La conversión de lealtades y el ajuste a las nuevas circunstancias fue un proceso rápido en Ponce. A su llegada, el general Nelson Miles instaló su campamento en las inmediaciones de la quinta de Guillermo Schuck, camino de La Playa. La prensa reseña que, al borde de la carretera, frente al campamento, había colocadas una infinidad de mesas donde individuos del pueblo vendían frutas, tabacos, cigarrillos, refrescos y licores. Sus mejores clientes eran los soldados invasores que gustaban, sobre todo, de las frutas tropicales que nunca habían visto. Un periódico señala que comían hasta higüeras y frutos de maya.
Sería en Ponce que Miles emitiría, el 28 de julio, su famosa proclama, en la que “ostentando el estandarte de la Libertad”, Estados Unidos se comprometía a procurar la prosperidad y el disfrute de los frutos de la justicia y la humanidad debidos a los puertorriqueños.

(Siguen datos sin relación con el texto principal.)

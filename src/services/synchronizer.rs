use crate::config::constants::PATTERN_BATCH_SIZE;
use crate::services::codacy_client::CodacyClient;
use crate::structs::api::pattern_config::{PatternConfig, PatternParameter};
use crate::structs::reconciliation::{MatchedPattern, ReconciliationResult};
use crate::structs::sync_outcome::SyncOutcome;

/// Applies a reconciliation against a coding standard via batched PATCH
/// calls. Batches are independent: a failed batch is recorded against every
/// pattern it carried and the remaining batches still run.
pub struct Synchronizer<'a> {
    client: &'a CodacyClient,
}

impl<'a> Synchronizer<'a> {
    pub fn new(client: &'a CodacyClient) -> Self {
        Self { client }
    }

    pub async fn apply(
        &self,
        reconciliation: &ReconciliationResult,
        organization: &str,
        standard_id: &str,
        tool_uuid: &str,
    ) -> SyncOutcome {
        let mut outcome = SyncOutcome::default();

        log::info!(
            "enabling {} patterns and explicitly disabling {} others",
            reconciliation.to_enable.len(),
            reconciliation.to_disable.len()
        );

        for batch in reconciliation.to_enable.chunks(PATTERN_BATCH_SIZE) {
            let configs: Vec<PatternConfig> = batch.iter().map(enable_config).collect();
            match self
                .patch(organization, standard_id, tool_uuid, configs)
                .await
            {
                Ok(()) => outcome.enabled_ok.extend_from_slice(batch),
                Err(reason) => {
                    log::warn!("enable batch of {} patterns failed: {reason}", batch.len());
                    for matched in batch {
                        outcome.enabled_failed.push((matched.clone(), reason.clone()));
                    }
                }
            }
        }

        for batch in reconciliation.to_disable.chunks(PATTERN_BATCH_SIZE) {
            let configs: Vec<PatternConfig> = batch
                .iter()
                .map(|p| PatternConfig::disabled(&p.id))
                .collect();
            match self
                .patch(organization, standard_id, tool_uuid, configs)
                .await
            {
                Ok(()) => outcome.disabled_ok.extend_from_slice(batch),
                Err(reason) => {
                    log::warn!("disable batch of {} patterns failed: {reason}", batch.len());
                    for pattern in batch {
                        outcome.disabled_failed.push((pattern.clone(), reason.clone()));
                    }
                }
            }
        }

        outcome
    }

    async fn patch(
        &self,
        organization: &str,
        standard_id: &str,
        tool_uuid: &str,
        patterns: Vec<PatternConfig>,
    ) -> Result<(), String> {
        let body = crate::structs::api::tool_patch_request::ToolPatchRequest {
            enabled: true,
            patterns,
        };
        self.client
            .patch_tool(organization, standard_id, tool_uuid, &body)
            .await
            .map_err(|e| e.to_string())
    }
}

fn enable_config(matched: &MatchedPattern) -> PatternConfig {
    let parameters = if matched.rule.parameters.is_empty() {
        None
    } else {
        Some(
            matched
                .rule
                .parameters
                .iter()
                .map(|(name, value)| PatternParameter {
                    name: name.clone(),
                    value: value.clone(),
                })
                .collect(),
        )
    };
    PatternConfig {
        id: matched.pattern.id.clone(),
        enabled: true,
        parameters,
    }
}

Así acababa el siglo 19, para Ponce y para todo Puerto Rico. Otros relatos se articularían desde entonces en el que Ponce exhibiría sus viejas lógicas de supervivencia y su manejo del espacio urbano, para poder transitar los cambios de un nuevo siglo y de una nueva hegemonía. Pero esos relatos deben aguardar por otra ocasión para ser contados.
La autora es catedrática de la Escuela de Comunicación de la Universidad de Puerto Rico y académica de número de la Academia Puertorriqueña de la Historia.